Le decisioni definitive del governo sono attese entro pochi giorni, probabilmente all’inizio della settimana prossima, al più tardi entro fine anno. Ma ormai è chiaro che si va verso la fase tre del caso Ilva, che chiuderà la gestione del commissario straordinario Piero Gnudi, seguita a quella del predecessore Enrico Bondi.
E, alla vigilia del decreto che permetterà all’Ilva l’entrata in amministrazione straordinaria, alcuni tra i principali collaboratori di Gnudi ne prevedono l’uscita di scena perché, come dice lui stesso ai suoi uomini, «ho fatto il mio dovere ed è arrivato il momento di passare il testimone» in quanto, aggiunge, «il lavoro che dovevo fare è finito».
Gli obiettivi raggiunti, quelli che gli permettono di dire “missione compiuta”, sono tre: avere creato le condizioni per il trasferimento nelle casse dell’Ilva di 1,2 miliardi sequestrati ai Riva, raccolto manifestazioni d’interesse di candidati a rilevarne la proprietà, ridotto le perdite della gestione da 70-80 milioni a 20 milioni di euro al mese. In più ha avviato la ricostituzione del gruppo dirigente, dopo che quello precedente era stato travolto dalle inchieste della magistratura.

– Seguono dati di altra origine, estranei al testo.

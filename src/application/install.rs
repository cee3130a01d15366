//! Install, uninstall and reinstall
//!
//! All three hand the descriptor to the package manager. Reinstall is not
//! transactional: uninstall, then install regardless of how uninstall went.

use serde::Serialize;

use crate::domain::ports::{FileSystem, ToolRunner};
use crate::domain::services::Toolchain;
use crate::error::{WheelwrightError, WheelwrightResult};
use crate::metadata::PackageDescriptor;

use super::build::{BuildReport, BuildUseCase};

/// Outcome of an install
#[derive(Debug, Clone, PartialEq, Eq, Serialize)]
pub struct InstallReport {
    /// Set when the artifact was missing and had to be built first
    pub built: Option<BuildReport>,
    /// Artifact handed to the package manager
    pub artifact_path: String,
}

/// Outcome of a reinstall
#[derive(Debug)]
pub struct ReinstallReport {
    /// Why uninstall failed, if it did (install ran anyway)
    pub uninstall_error: Option<WheelwrightError>,
    pub install: InstallReport,
}

/// Package manager use cases
pub struct InstallUseCase<R, FS>
where
    R: ToolRunner,
    FS: FileSystem,
{
    runner: R,
    fs: FS,
    toolchain: Toolchain,
}

impl<R, FS> InstallUseCase<R, FS>
where
    R: ToolRunner,
    FS: FileSystem,
{
    pub fn new(runner: R, fs: FS, toolchain: Toolchain) -> Self {
        Self {
            runner,
            fs,
            toolchain,
        }
    }

    /// Install the artifact, building it first when it does not exist yet
    pub fn install(&self, descriptor: &PackageDescriptor) -> WheelwrightResult<InstallReport> {
        let artifact = descriptor.artifact_path_in(self.toolchain.project_root());

        let built = if self.fs.exists(&artifact) {
            None
        } else {
            tracing::info!(artifact = %artifact.display(), "artifact missing, building first");
            let builder = BuildUseCase::new(&self.runner, &self.fs, self.toolchain.clone());
            Some(builder.execute(descriptor)?)
        };

        self.runner.run(&self.toolchain.install(descriptor))?;

        Ok(InstallReport {
            built,
            artifact_path: descriptor.artifact_path.clone(),
        })
    }

    /// Remove the installed package by its normalized name
    pub fn uninstall(&self, descriptor: &PackageDescriptor) -> WheelwrightResult<()> {
        self.runner.run(&self.toolchain.uninstall(descriptor))
    }

    /// Uninstall, then install unconditionally.
    ///
    /// The result is the install's result; an uninstall failure is only recorded.
    pub fn reinstall(&self, descriptor: &PackageDescriptor) -> WheelwrightResult<ReinstallReport> {
        let uninstall_error = match self.uninstall(descriptor) {
            Ok(()) => None,
            Err(e) => {
                tracing::warn!(error = %e, "uninstall failed, installing anyway");
                Some(e)
            }
        };

        let install = self.install(descriptor)?;

        Ok(ReinstallReport {
            uninstall_error,
            install,
        })
    }
}

#[cfg(test)]
mod tests {
    use super::*;
    use crate::config::ToolchainConfig;
    use crate::domain::value_objects::Invocation;
    use crate::infrastructure::LocalFs;
    use std::cell::RefCell;
    use std::fs;
    use std::path::Path;
    use tempfile::tempdir;

    /// Records command lines; fails those containing `fail_on` with `code`
    struct ScriptedRunner {
        fail_on: Option<(&'static str, i32)>,
        seen: RefCell<Vec<String>>,
    }

    impl ScriptedRunner {
        fn ok() -> Self {
            Self {
                fail_on: None,
                seen: RefCell::new(Vec::new()),
            }
        }

        fn failing(needle: &'static str, code: i32) -> Self {
            Self {
                fail_on: Some((needle, code)),
                seen: RefCell::new(Vec::new()),
            }
        }

        fn seen(&self) -> Vec<String> {
            self.seen.borrow().clone()
        }
    }

    impl ToolRunner for ScriptedRunner {
        fn run(&self, invocation: &Invocation) -> WheelwrightResult<()> {
            let line = invocation.command_line();
            self.seen.borrow_mut().push(line.clone());
            match self.fail_on {
                Some((needle, code)) if line.contains(needle) => {
                    Err(WheelwrightError::ToolFailed {
                        command: line,
                        code: Some(code),
                    })
                }
                _ => Ok(()),
            }
        }
    }

    fn descriptor() -> PackageDescriptor {
        PackageDescriptor::new("sample-tool", "2.3.1")
    }

    fn with_artifact(root: &Path) {
        let artifact = descriptor().artifact_path_in(root);
        fs::create_dir_all(artifact.parent().unwrap()).unwrap();
        fs::write(artifact, "wheel").unwrap();
    }

    fn use_case<'a>(
        runner: &'a ScriptedRunner,
        root: &Path,
    ) -> InstallUseCase<&'a ScriptedRunner, LocalFs> {
        InstallUseCase::new(
            runner,
            LocalFs::new(),
            Toolchain::new(ToolchainConfig::default(), root),
        )
    }

    #[test]
    fn install_existing_artifact_skips_build() {
        let dir = tempdir().unwrap();
        with_artifact(dir.path());
        let runner = ScriptedRunner::ok();

        let report = use_case(&runner, dir.path()).install(&descriptor()).unwrap();

        assert!(report.built.is_none());
        assert_eq!(
            runner.seen(),
            vec!["python3 -m pip install --no-index dist/sample_tool-2.3.1-py3-none-any.whl"]
        );
    }

    #[test]
    fn install_missing_artifact_builds_first() {
        let dir = tempdir().unwrap();
        let runner = ScriptedRunner::ok();

        let report = use_case(&runner, dir.path()).install(&descriptor()).unwrap();

        assert!(report.built.is_some());
        let seen = runner.seen();
        assert_eq!(seen.len(), 2);
        assert_eq!(seen[0], "python3 -m build --wheel");
        assert!(seen[1].starts_with("python3 -m pip install --no-index"));
    }

    #[test]
    fn install_stops_when_build_fails() {
        let dir = tempdir().unwrap();
        let runner = ScriptedRunner::failing("-m build", 2);

        let err = use_case(&runner, dir.path())
            .install(&descriptor())
            .unwrap_err();

        assert_eq!(err.exit_code(), 2);
        assert_eq!(runner.seen().len(), 1);
    }

    #[test]
    fn uninstall_uses_normalized_name() {
        let dir = tempdir().unwrap();
        let runner = ScriptedRunner::ok();

        use_case(&runner, dir.path()).uninstall(&descriptor()).unwrap();

        assert_eq!(
            runner.seen(),
            vec!["python3 -m pip uninstall --yes sample_tool"]
        );
    }

    #[test]
    fn uninstall_propagates_exit_code() {
        let dir = tempdir().unwrap();
        let runner = ScriptedRunner::failing("uninstall", 5);

        let err = use_case(&runner, dir.path())
            .uninstall(&descriptor())
            .unwrap_err();

        assert_eq!(err.exit_code(), 5);
    }

    #[test]
    fn reinstall_runs_uninstall_then_install() {
        let dir = tempdir().unwrap();
        with_artifact(dir.path());
        let runner = ScriptedRunner::ok();

        let report = use_case(&runner, dir.path())
            .reinstall(&descriptor())
            .unwrap();

        assert!(report.uninstall_error.is_none());
        let seen = runner.seen();
        assert_eq!(seen.len(), 2);
        assert!(seen[0].contains("uninstall"));
        assert!(seen[1].contains("install --no-index"));
    }

    #[test]
    fn reinstall_installs_even_when_uninstall_fails() {
        let dir = tempdir().unwrap();
        with_artifact(dir.path());
        let runner = ScriptedRunner::failing("uninstall", 1);

        let report = use_case(&runner, dir.path())
            .reinstall(&descriptor())
            .unwrap();

        assert!(matches!(
            report.uninstall_error,
            Some(WheelwrightError::ToolFailed { code: Some(1), .. })
        ));
        assert_eq!(runner.seen().len(), 2);
    }

    #[test]
    fn reinstall_reports_install_failure() {
        let dir = tempdir().unwrap();
        with_artifact(dir.path());
        let runner = ScriptedRunner::failing("--no-index", 9);

        let err = use_case(&runner, dir.path())
            .reinstall(&descriptor())
            .unwrap_err();

        assert_eq!(err.exit_code(), 9);
    }
}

L’amministrazione straordinaria
La matassa però resta intricata, con due passaggi delicati che vanno definiti prima di procedere all’entrata di nuovi azionisti: la revoca del sequestro degli impianti (che resta in vigore dopo essere stato disposto dalla magistratura di Taranto) e le scelte sul piano di risanamento ambientale (gli investimenti sono previsti per legge e richiedono 1,8 miliardi d’investimenti).
Anche per questo, secondo Gnudi, la procedura più trasparente da seguire prevede l’entrata in amministrazione straordinaria che attualmente è possibile soltanto per i grandi gruppi in stato d’insolvenza. L’Ilva non lo è. Ecco perché potrà accedere all’amministrazione straordinaria soltanto dopo l’approvazione di nuove norme, previste dal decreto che il governo Renzi sta preparando.
Lo scenario successivo prevede lo spacchettamento dell’Ilva in due parti: la nuova società, a cui toccherà il rilancio industriale definitivo, e la bad company, una Ilva 2, che dovrà occuparsi dell’eredità del passato. Gnudi non è un manager di gestione industriale, né ha competenze specifiche nella siderurgia. Di conseguenza è pronto all’uscita di scena, mentre potrebbe essere la persona giusta per guidare l’Ilva 2.
La necessità per il gruppo, al primo posto nel mercato europeo dell’acciaio, è di contare su un manager che conosca bene l’attività specifica. Nei giorni scorsi è stato fatto il nome di Andrea Guerra, l’ex amministratore delegato della Luxottica, ora super consulente della presidenza del consiglio. Ma la strada non risulta percorribile perché l’interessato viaggia, senza fretta, verso altri incarichi.